Verhaltener Optimismus am vierten Tag des EU-Sondergipfels

Am vierten Tag des EU-Sondergipfels in Brüssel hat vor den abendlichen Verhandlungen verhaltener Optimismus geherrscht. So hält etwa der niederländische Ministerpräsident Mark Rutte einen Kompromiss für möglich. Es seien deutliche Fortschritte gemacht worden, sagte Rutte am Montag. „Es sieht hoffnungsvoller aus, als heute Nacht, als ich dachte: Es ist vorbei.“

Nach den Worten des Niederländers gibt es in zahlreichen Streitpunkten Kompromissvorschläge. „Ich bin sehr zufrieden über die Texte, die nun vorliegen.“ Dennoch warnte der Rechtsliberale vor zu großem Optimismus. „Es kann auch immer noch schief gehen.“ Die Niederlande gehören mit Österreich, Dänemark und Schweden zu den sogenannten „Sparsamen Vier“ - erweitert nun auch noch um Finnland.

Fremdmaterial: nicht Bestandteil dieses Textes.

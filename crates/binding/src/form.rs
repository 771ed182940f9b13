//! A set of bound fields sharing focus.
//!
//! [`Form`] owns its controls, broadcasts show and locale changes, and moves
//! focus between them. Focus leaves a field only when the field's input
//! verification succeeds.

use indexmap::IndexMap;
use metaform_types::{FieldMetadata, FieldValue};
use tracing::debug;

use crate::error::FormError;
use crate::field::{BoundField, FieldPhase};
use crate::kind::FieldKind;
use crate::monitor::FieldHandle;
use crate::widget::WidgetAdapter;

/// Type-erased view of a bound field sharing the widget type `W`.
pub trait FormControl<W> {
    fn name(&self) -> &str;
    fn metadata(&self) -> &FieldMetadata;
    fn label(&self) -> &str;
    fn phase(&self) -> FieldPhase;
    fn is_focusable(&self) -> bool;
    fn is_invalid(&self) -> bool;
    fn value(&self) -> Option<FieldValue>;

    fn on_shown(&mut self);
    fn reload(&mut self);
    fn on_focus_gained(&mut self);
    fn on_focus_lost(&mut self);
    fn on_edit(&mut self);
    fn on_validate(&mut self) -> bool;
    fn on_final_validation(&mut self) -> bool;
    fn on_rollback_key(&mut self) -> bool;
    fn on_action(&mut self, command: &str);
    fn locale_changed(&mut self);

    fn widget(&self) -> &W;
    fn widget_mut(&mut self) -> &mut W;
    fn handle(&mut self) -> &mut dyn FieldHandle;
}

impl<K: FieldKind, W: WidgetAdapter> FormControl<W> for BoundField<K, W> {
    fn name(&self) -> &str {
        BoundField::name(self)
    }

    fn metadata(&self) -> &FieldMetadata {
        FieldHandle::metadata(self)
    }

    fn label(&self) -> &str {
        BoundField::label(self)
    }

    fn phase(&self) -> FieldPhase {
        BoundField::phase(self)
    }

    fn is_focusable(&self) -> bool {
        !self.format().is_output()
    }

    fn is_invalid(&self) -> bool {
        FieldHandle::is_invalid(self)
    }

    fn value(&self) -> Option<FieldValue> {
        FieldHandle::value(self)
    }

    fn on_shown(&mut self) {
        BoundField::on_shown(self)
    }

    fn reload(&mut self) {
        BoundField::reload(self)
    }

    fn on_focus_gained(&mut self) {
        BoundField::on_focus_gained(self)
    }

    fn on_focus_lost(&mut self) {
        BoundField::on_focus_lost(self)
    }

    fn on_edit(&mut self) {
        BoundField::on_edit(self)
    }

    fn on_validate(&mut self) -> bool {
        BoundField::on_validate(self)
    }

    fn on_final_validation(&mut self) -> bool {
        BoundField::on_final_validation(self)
    }

    fn on_rollback_key(&mut self) -> bool {
        BoundField::on_rollback_key(self)
    }

    fn on_action(&mut self, command: &str) {
        BoundField::on_action(self, command)
    }

    fn locale_changed(&mut self) {
        BoundField::locale_changed(self)
    }

    fn widget(&self) -> &W {
        BoundField::widget(self)
    }

    fn widget_mut(&mut self) -> &mut W {
        BoundField::widget_mut(self)
    }

    fn handle(&mut self) -> &mut dyn FieldHandle {
        self
    }
}

/// Ordered ring of focusable positions.
#[derive(Debug, Default)]
struct FocusRing {
    nodes: Vec<usize>,
    current: Option<usize>,
}

impl FocusRing {
    fn position(&self, index: usize) -> Option<usize> {
        self.nodes.iter().position(|node| *node == index)
    }

    fn next_after(&self, index: Option<usize>) -> Option<usize> {
        if self.nodes.is_empty() {
            return None;
        }
        let next = match index.and_then(|index| self.position(index)) {
            Some(position) => (position + 1) % self.nodes.len(),
            None => 0,
        };
        self.nodes.get(next).copied()
    }

    fn prev_before(&self, index: Option<usize>) -> Option<usize> {
        if self.nodes.is_empty() {
            return None;
        }
        let len = self.nodes.len();
        let prev = match index.and_then(|index| self.position(index)) {
            Some(position) => (position + len - 1) % len,
            None => len - 1,
        };
        self.nodes.get(prev).copied()
    }
}

/// Fields of one screen, in focus traversal order.
pub struct Form<W> {
    controls: Vec<Box<dyn FormControl<W>>>,
    names: IndexMap<String, usize>,
    ring: FocusRing,
}

impl<W> Default for Form<W> {
    fn default() -> Self {
        Self::new()
    }
}

impl<W> Form<W> {
    pub fn new() -> Self {
        Self {
            controls: Vec::new(),
            names: IndexMap::new(),
            ring: FocusRing::default(),
        }
    }

    /// Append a control. Names must be unique within the form.
    pub fn push(&mut self, control: Box<dyn FormControl<W>>) -> Result<(), FormError> {
        let name = control.name().to_string();
        if self.names.contains_key(&name) {
            return Err(FormError::DuplicateField { name });
        }
        let index = self.controls.len();
        if control.is_focusable() {
            self.ring.nodes.push(index);
        }
        self.names.insert(name, index);
        self.controls.push(control);
        Ok(())
    }

    pub fn len(&self) -> usize {
        self.controls.len()
    }

    pub fn is_empty(&self) -> bool {
        self.controls.is_empty()
    }

    pub fn controls(&self) -> impl Iterator<Item = &dyn FormControl<W>> {
        self.controls.iter().map(|control| control.as_ref())
    }

    pub fn control(&self, name: &str) -> Option<&dyn FormControl<W>> {
        self.names.get(name).map(|index| self.controls[*index].as_ref())
    }

    pub fn control_mut(&mut self, name: &str) -> Option<&mut (dyn FormControl<W> + 'static)> {
        let index = *self.names.get(name)?;
        Some(self.controls[index].as_mut())
    }

    pub fn focused_index(&self) -> Option<usize> {
        self.ring.current
    }

    pub fn focused(&self) -> Option<&dyn FormControl<W>> {
        self.ring.current.map(|index| self.controls[index].as_ref())
    }

    pub fn focused_mut(&mut self) -> Option<&mut (dyn FormControl<W> + 'static)> {
        let index = self.ring.current?;
        Some(self.controls[index].as_mut())
    }

    /// First display of every control.
    pub fn show(&mut self) {
        for control in &mut self.controls {
            control.on_shown();
        }
    }

    /// Reload every control from its monitor.
    pub fn reload(&mut self) {
        debug!(fields = self.controls.len(), "reloading form");
        for control in &mut self.controls {
            control.reload();
        }
    }

    pub fn locale_changed(&mut self) {
        for control in &mut self.controls {
            control.locale_changed();
        }
    }

    /// Move focus to `name`. Returns `false` when the current field refused
    /// to release focus or the target can't take it.
    pub fn focus(&mut self, name: &str) -> Result<bool, FormError> {
        let index = *self.names.get(name).ok_or_else(|| FormError::UnknownField {
            name: name.to_string(),
        })?;
        Ok(self.focus_index(index))
    }

    pub fn focus_next(&mut self) -> bool {
        match self.ring.next_after(self.ring.current) {
            Some(index) => self.focus_index(index),
            None => false,
        }
    }

    pub fn focus_prev(&mut self) -> bool {
        match self.ring.prev_before(self.ring.current) {
            Some(index) => self.focus_index(index),
            None => false,
        }
    }

    fn focus_index(&mut self, index: usize) -> bool {
        if self.ring.current == Some(index) {
            return true;
        }
        if self.ring.position(index).is_none() {
            return false;
        }
        if !self.release_focus() {
            return false;
        }
        self.ring.current = Some(index);
        self.controls[index].on_focus_gained();
        true
    }

    /// Take focus away from the current field, if it agrees.
    pub fn release_focus(&mut self) -> bool {
        let Some(current) = self.ring.current else {
            return true;
        };
        let control = &mut self.controls[current];
        if !control.on_validate() {
            debug!(field = %control.name(), "focus kept by failed verification");
            return false;
        }
        control.on_focus_lost();
        self.ring.current = None;
        true
    }

    /// Run final validation on every control; returns the names that failed.
    pub fn final_validation(&mut self) -> Vec<String> {
        self.controls
            .iter_mut()
            .filter_map(|control| (!control.on_final_validation()).then(|| control.name().to_string()))
            .collect()
    }

    /// Committed values keyed by field name.
    pub fn values(&self) -> IndexMap<String, Option<FieldValue>> {
        self.controls
            .iter()
            .map(|control| (control.name().to_string(), control.value()))
            .collect()
    }
}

Diese Länder machen eine Zustimmung für Zuschüsse aus dem Corona-Aufbaufonds von sozialen und wirtschaftlichen Reformen der Empfängerländer abhängig. Diese müssten auch zwingend durchgesetzt werden können vom Europäischen Rat. Rutte sprach von einer „Super-Notbremse“. Für die Niederlande ist diese Kontrolle die „unabdingbare Voraussetzung“, um auch Wirtschaftshilfen in Form von Zuschüssen zuzustimmen.

Zuvor zeigten sich bereits die deutsche Kanzlerin Angela Merkel und der französische Präsident Emmanuel Macron vorsichtig optimistisch zu den Einigungschancen. Merkel sagte im Ratsgebäude, es gebe „Hoffnung, dass es heute vielleicht zu einer Einigung kommt oder eine Einigung möglich ist“. Macron äußerte sich ähnlich, fügte aber hinzu, er bleibe „sehr vorsichtig“.

Nach drei Tagen Verhandlungen wird der Gipfel am Montagabend fortgesetzt. Neben einem 750 Milliarden Euro schweren schuldenfinanzierten Aufbaufonds geht es um das nächste EU-Budget für die Jahre 2021 bis 2027, für das EU-Ratspräsident Charles Michel 1.074 Milliarden Euro vorschlägt.